Work to complete —
Your task is to return the data below, word for word.

━━━ Records for the exercise ━━━

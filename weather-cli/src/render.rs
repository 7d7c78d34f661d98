use cwa_weather_core::{LocationInfo, Moment, WeatherRecord};

const MISSING: &str = "--";

/// Text rendering of the weather card.
pub fn card(location: &LocationInfo, record: &WeatherRecord, moment: Moment) -> String {
    let title = record.station_name.as_deref().unwrap_or(location.city_name);
    let summary = record.summary().unwrap_or(MISSING);
    let description = match record.comfortability.as_deref() {
        Some(ci) => format!("{summary} {ci}"),
        None => summary.to_string(),
    };

    let observed = record
        .observation_time
        .map(|t| t.format("%H:%M").to_string())
        .unwrap_or_else(|| MISSING.to_string());
    let refreshing = if record.is_loading { " (refreshing...)" } else { "" };

    let lines = [
        format!("{title}  ({} · {moment})", location.city_name),
        description,
        format!("{} °C", opt(record.display_temperature())),
        format!("Wind      {} m/s", opt(record.wind_speed_mps)),
        format!("Humidity  {} %", opt(record.humidity_pct.map(|h| h.round() as i64))),
        format!("Rain      {} %", opt(record.rain_possibility_pct)),
        format!("Last observed {observed}{refreshing}"),
    ];

    let mut out = lines.join("\n");
    out.push('\n');
    out
}

fn opt<T: ToString>(value: Option<T>) -> String {
    value.map(|v| v.to_string()).unwrap_or_else(|| MISSING.to_string())
}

━━━

Completed exercise —
filename weather-cli/src/render.rs
repository 7d7c78d34f661d98
use cwa_weather_core::{LocationInfo, Moment, WeatherRecord};

const MISSING: &str = "--";

/// Text rendering of the weather card.
pub fn card(location: &LocationInfo, record: &WeatherRecord, moment: Moment) -> String {
    let title = record.station_name.as_deref().unwrap_or(location.city_name);
    let summary = record.summary().unwrap_or(MISSING);
    let description = match record.comfortability.as_deref() {
        Some(ci) => format!("{summary} {ci}"),
        None => summary.to_string(),
    };

    let observed = record
        .observation_time
        .map(|t| t.format("%H:%M").to_string())
        .unwrap_or_else(|| MISSING.to_string());
    let refreshing = if record.is_loading { " (refreshing...)" } else { "" };

    let lines = [
        format!("{title}  ({} · {moment})", location.city_name),
        description,
        format!("{} °C", opt(record.display_temperature())),
        format!("Wind      {} m/s", opt(record.wind_speed_mps)),
        format!("Humidity  {} %", opt(record.humidity_pct.map(|h| h.round() as i64))),
        format!("Rain      {} %", opt(record.rain_possibility_pct)),
        format!("Last observed {observed}{refreshing}"),
    ];

    let mut out = lines.join("\n");
    out.push('\n');
    out
}

fn opt<T: ToString>(value: Option<T>) -> String {
    value.map(|v| v.to_string()).unwrap_or_else(|| MISSING.to_string())
}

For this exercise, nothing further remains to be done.